* PROVIDED MATERIAL *
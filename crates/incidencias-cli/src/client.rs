//! Async HTTP client wrapping the Incidencias REST API.

use std::{path::Path, time::Duration};

use anyhow::{Context, Result, anyhow};
use incidencias_core::{dashboard::Dashboard, incident::Incident, user::UserInfo};
use reqwest::{
  Client, RequestBuilder, Response,
  multipart::{Form, Part},
};
use serde::{Deserialize, de::DeserializeOwned};
use serde_json::json;

/// Connection settings for the API.
#[derive(Debug, Clone)]
pub struct ApiConfig {
  pub base_url:    String,
  /// Basic-auth credentials for mutating calls.
  pub credentials: Option<(String, String)>,
}

/// Body of every error response.
#[derive(Deserialize)]
struct ErrorBody {
  error: String,
}

/// Async HTTP client for the JSON/multipart API.
#[derive(Clone)]
pub struct ApiClient {
  client: Client,
  config: ApiConfig,
}

impl ApiClient {
  pub fn new(config: ApiConfig) -> Result<Self> {
    let client = Client::builder()
      .timeout(Duration::from_secs(30))
      .build()
      .context("failed to build HTTP client")?;
    Ok(Self { client, config })
  }

  pub fn base_url(&self) -> &str { self.config.base_url.trim_end_matches('/') }

  fn url(&self, path: &str) -> String { format!("{}/api{}", self.base_url(), path) }

  fn auth(&self, req: RequestBuilder) -> RequestBuilder {
    match &self.config.credentials {
      Some((user, pass)) => req.basic_auth(user, Some(pass)),
      None => req,
    }
  }

  // ── Accounts ──────────────────────────────────────────────────────────────

  /// `POST /api/login`
  pub async fn login(&self, username: &str, password: &str) -> Result<UserInfo> {
    let resp = self
      .client
      .post(self.url("/login"))
      .json(&json!({ "username": username, "password": password }))
      .send()
      .await
      .context("POST /login failed")?;
    decode(resp, "POST /login").await
  }

  /// `POST /api/register`
  pub async fn register(&self, username: &str, password: &str, name: &str) -> Result<UserInfo> {
    let resp = self
      .client
      .post(self.url("/register"))
      .json(&json!({ "username": username, "password": password, "name": name }))
      .send()
      .await
      .context("POST /register failed")?;
    decode(resp, "POST /register").await
  }

  // ── Incidents ─────────────────────────────────────────────────────────────

  /// `GET /api/incidents`
  pub async fn list_incidents(&self) -> Result<Vec<Incident>> {
    let resp = self
      .client
      .get(self.url("/incidents"))
      .send()
      .await
      .context("GET /incidents failed")?;
    decode(resp, "GET /incidents").await
  }

  /// `GET /api/incidents/<code>`
  pub async fn get_incident(&self, code: &str) -> Result<Incident> {
    let resp = self
      .client
      .get(self.url(&format!("/incidents/{code}")))
      .send()
      .await
      .with_context(|| format!("GET /incidents/{code} failed"))?;
    decode(resp, "GET /incidents/:code").await
  }

  /// `POST /api/incidents` (multipart)
  pub async fn create_incident(&self, fields: Vec<(&'static str, String)>, image: Option<&Path>) -> Result<Incident> {
    let form = build_form(fields, image).await?;
    let resp = self
      .auth(self.client.post(self.url("/incidents")))
      .multipart(form)
      .send()
      .await
      .context("POST /incidents failed")?;
    decode(resp, "POST /incidents").await
  }

  /// `PUT /api/incidents/<code>` (multipart, only the given fields)
  pub async fn update_incident(
    &self,
    code: &str,
    fields: Vec<(&'static str, String)>,
    image: Option<&Path>,
  ) -> Result<Incident> {
    let form = build_form(fields, image).await?;
    let resp = self
      .auth(self.client.put(self.url(&format!("/incidents/{code}"))))
      .multipart(form)
      .send()
      .await
      .with_context(|| format!("PUT /incidents/{code} failed"))?;
    decode(resp, "PUT /incidents/:code").await
  }

  /// `DELETE /api/incidents/<code>`, returns the server's message.
  pub async fn delete_incident(&self, code: &str) -> Result<String> {
    #[derive(Deserialize)]
    struct Deleted {
      message: String,
    }
    let resp = self
      .auth(self.client.delete(self.url(&format!("/incidents/{code}"))))
      .send()
      .await
      .with_context(|| format!("DELETE /incidents/{code} failed"))?;
    let deleted: Deleted = decode(resp, "DELETE /incidents/:code").await?;
    Ok(deleted.message)
  }

  // ── Dashboard ─────────────────────────────────────────────────────────────

  /// `GET /api/dashboard`
  pub async fn dashboard(&self) -> Result<Dashboard> {
    let resp = self
      .client
      .get(self.url("/dashboard"))
      .send()
      .await
      .context("GET /dashboard failed")?;
    decode(resp, "GET /dashboard").await
  }
}

/// Deserialise a success body, or turn the `{"error"}` body into an error.
async fn decode<T: DeserializeOwned>(resp: Response, what: &str) -> Result<T> {
  let status = resp.status();
  if status.is_success() {
    return resp.json().await.with_context(|| format!("deserialising {what} response"));
  }
  let message = match resp.json::<ErrorBody>().await {
    Ok(body) => body.error,
    Err(_) => status.canonical_reason().unwrap_or("no reason").to_string(),
  };
  Err(anyhow!("{what} → {status}: {message}"))
}

async fn build_form(fields: Vec<(&'static str, String)>, image: Option<&Path>) -> Result<Form> {
  let mut form = Form::new();
  for (name, value) in fields {
    form = form.text(name, value);
  }
  if let Some(path) = image {
    let bytes = tokio::fs::read(path)
      .await
      .with_context(|| format!("reading image {}", path.display()))?;
    let file_name = path
      .file_name()
      .map(|n| n.to_string_lossy().into_owned())
      .unwrap_or_else(|| "image".to_string());
    form = form.part("image", Part::bytes(bytes).file_name(file_name));
  }
  Ok(form)
}
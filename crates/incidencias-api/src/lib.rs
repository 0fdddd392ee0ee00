//! JSON/multipart REST API for Incidencias.
//!
//! [`api_router`] exposes the endpoints below `/api`; [`router`] assembles the
//! whole HTTP surface (API, uploaded photos, optional static frontend).
//!
//! Reads are public. Creating, updating and deleting incidents require HTTP
//! Basic credentials of a registered account.

pub mod auth;
pub mod dashboard;
pub mod error;
pub mod incidents;
pub mod uploads;

use std::{path::Path, sync::Arc};

use axum::{
  Router,
  extract::DefaultBodyLimit,
  routing::{get, post},
};
use incidencias_core::{auth::AuthService, service::IncidentService, store::IncidentStore};
use tower_http::{cors::CorsLayer, services::ServeDir, trace::TraceLayer};

pub use error::ApiError;
pub use uploads::UploadDir;

// ─── Application state ───────────────────────────────────────────────────────

/// Shared state threaded through all handlers.
pub struct AppState<S> {
  pub auth:      AuthService<S>,
  pub incidents: IncidentService<S>,
  pub uploads:   Arc<UploadDir>,
}

impl<S> Clone for AppState<S> {
  fn clone(&self) -> Self {
    Self {
      auth:      self.auth.clone(),
      incidents: self.incidents.clone(),
      uploads:   Arc::clone(&self.uploads),
    }
  }
}

impl<S: IncidentStore> AppState<S> {
  pub fn new(store: Arc<S>, uploads: UploadDir) -> Self {
    Self {
      auth:      AuthService::new(Arc::clone(&store)),
      incidents: IncidentService::new(store),
      uploads:   Arc::new(uploads),
    }
  }
}

// ─── Routers ─────────────────────────────────────────────────────────────────

/// The `/api` endpoints, materialised so they can be nested anywhere.
pub fn api_router<S>(state: AppState<S>) -> Router<()>
where
  S: IncidentStore + 'static,
{
  let body_limit = state.uploads.max_bytes();
  Router::new()
    // Accounts
    .route("/login", post(auth::login::<S>))
    .route("/register", post(auth::register::<S>))
    // Incidents
    .route("/incidents", get(incidents::list::<S>).post(incidents::create::<S>))
    .route(
      "/incidents/{code}",
      get(incidents::get_one::<S>)
        .put(incidents::update::<S>)
        .delete(incidents::delete_one::<S>),
    )
    // Aggregates
    .route("/dashboard", get(dashboard::handler::<S>))
    .layer(DefaultBodyLimit::max(body_limit))
    .with_state(state)
}

/// The full HTTP surface: `/api`, `/uploads` and, if given, a static
/// frontend served for every other path.
pub fn router<S>(state: AppState<S>, static_dir: Option<&Path>) -> Router
where
  S: IncidentStore + 'static,
{
  let uploads = ServeDir::new(state.uploads.root());
  let mut app = Router::new()
    .nest("/api", api_router(state))
    .nest_service(uploads::URL_PREFIX.trim_end_matches('/'), uploads);

  if let Some(dir) = static_dir {
    app = app.fallback_service(ServeDir::new(dir));
  }

  app
    .layer(CorsLayer::permissive())
    .layer(TraceLayer::new_for_http())
}

// ─── Integration tests ───────────────────────────────────────────────────────
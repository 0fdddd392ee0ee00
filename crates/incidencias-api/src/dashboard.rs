//! Handler for `GET /dashboard`.

use axum::{Json, extract::State};
use incidencias_core::{dashboard::Dashboard, store::IncidentStore};

use crate::{AppState, error::ApiError};

/// `GET /dashboard`: incident counts by type and by status.
pub async fn handler<S>(State(state): State<AppState<S>>) -> Result<Json<Dashboard>, ApiError>
where
  S: IncidentStore + 'static,
{
  let incidents = state.incidents.list().await?;
  Ok(Json(Dashboard::from_incidents(&incidents)))
}
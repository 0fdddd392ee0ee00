//! Plain-text rendering of incidents and dashboards for the terminal.

use std::fmt::Write as _;

use chrono::{DateTime, Utc};
use incidencias_core::{
  dashboard::{Bucket, Dashboard},
  incident::Incident,
};
use unicode_width::{UnicodeWidthChar as _, UnicodeWidthStr as _};

const KIND_WIDTH: usize = 16;
const STATUS_WIDTH: usize = 10;
const NAME_WIDTH: usize = 28;
const LOCATION_WIDTH: usize = 24;

fn short_time(t: &DateTime<Utc>) -> String { t.format("%Y-%m-%d %H:%M").to_string() }

/// Cut `s` to at most `width` terminal columns, marking the cut with `…`.
fn clip(s: &str, width: usize) -> String {
  if s.width() <= width {
    return s.to_string();
  }
  let mut out = String::new();
  let mut used = 0;
  for c in s.chars() {
    let w = c.width().unwrap_or(0);
    if used + w + 1 > width {
      break;
    }
    out.push(c);
    used += w;
  }
  out.push('…');
  out
}

/// [`clip`] and pad with spaces to exactly `width` columns.
fn cell(s: &str, width: usize) -> String {
  let mut out = clip(s, width);
  let fill = width.saturating_sub(out.width());
  out.extend(std::iter::repeat_n(' ', fill));
  out
}

/// One line per incident, newest first as given.
pub fn incident_table(incidents: &[Incident]) -> String {
  if incidents.is_empty() {
    return "no incidents\n".to_string();
  }
  let mut out = String::new();
  let _ = writeln!(
    out,
    "{:<6}  {:<16}  {}  {}  {}  LOCATION",
    "CODE",
    "REPORTED",
    cell("TYPE", KIND_WIDTH),
    cell("STATUS", STATUS_WIDTH),
    cell("NAME", NAME_WIDTH),
  );
  for i in incidents {
    let _ = writeln!(
      out,
      "{:<6}  {:<16}  {}  {}  {}  {}",
      i.code,
      short_time(&i.timestamp),
      cell(&i.kind, KIND_WIDTH),
      cell(&i.status, STATUS_WIDTH),
      cell(&i.name, NAME_WIDTH),
      clip(&i.location, LOCATION_WIDTH),
    );
  }
  out
}

/// Every field of one incident. `base_url` turns the photo path into a link.
pub fn incident_detail(i: &Incident, base_url: &str) -> String {
  let mut out = String::new();
  let _ = writeln!(out, "{} · {}", i.code, i.name);
  let _ = writeln!(out, "  type:        {}", i.kind);
  let _ = writeln!(out, "  status:      {}", i.status);
  let _ = writeln!(out, "  location:    {}", i.location);
  if let (Some(lat), Some(lng)) = (i.lat, i.lng) {
    let _ = writeln!(out, "  coordinates: {lat:.6}, {lng:.6}");
  }
  let _ = writeln!(out, "  reported by: {}", i.reported_by);
  let _ = writeln!(out, "  reported:    {}", short_time(&i.timestamp));
  let _ = writeln!(out, "  occurred:    {}", short_time(&i.occurrence_time));
  if let Some(by) = &i.posted_by {
    let _ = writeln!(out, "  posted by:   {} ({})", by.name, by.username);
  }
  if let Some(url) = &i.image_url {
    let _ = writeln!(out, "  photo:       {base_url}{url}");
  }
  if let Some(desc) = i.description.as_deref().filter(|d| !d.is_empty()) {
    let _ = writeln!(out, "\n  {desc}");
  }
  out
}

fn buckets(out: &mut String, title: &str, buckets: &[Bucket], total: usize) {
  let _ = writeln!(out, "{title}");
  let width = buckets.iter().map(|b| b.key.width()).max().unwrap_or(0);
  for b in buckets {
    let pct = if total == 0 { 0.0 } else { b.count as f64 * 100.0 / total as f64 };
    let _ = writeln!(out, "  {}  {:>4}  {:>5.1}%", cell(&b.key, width), b.count, pct);
  }
}

pub fn dashboard(d: &Dashboard) -> String {
  let mut out = String::new();
  let _ = writeln!(out, "total incidents: {}\n", d.total);
  buckets(&mut out, "by type", &d.by_type, d.total);
  out.push('\n');
  buckets(&mut out, "by status", &d.by_status, d.total);
  out
}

* EXERCISE REQUIREMENTS *
Only the lines containing the string "endpoints" are needed; pull them out of the records.

* FINISHED EXERCISE *
//! [`api_router`] exposes the endpoints below `/api`; [`router`] assembles the
/// The `/api` endpoints, materialised so they can be nested anywhere.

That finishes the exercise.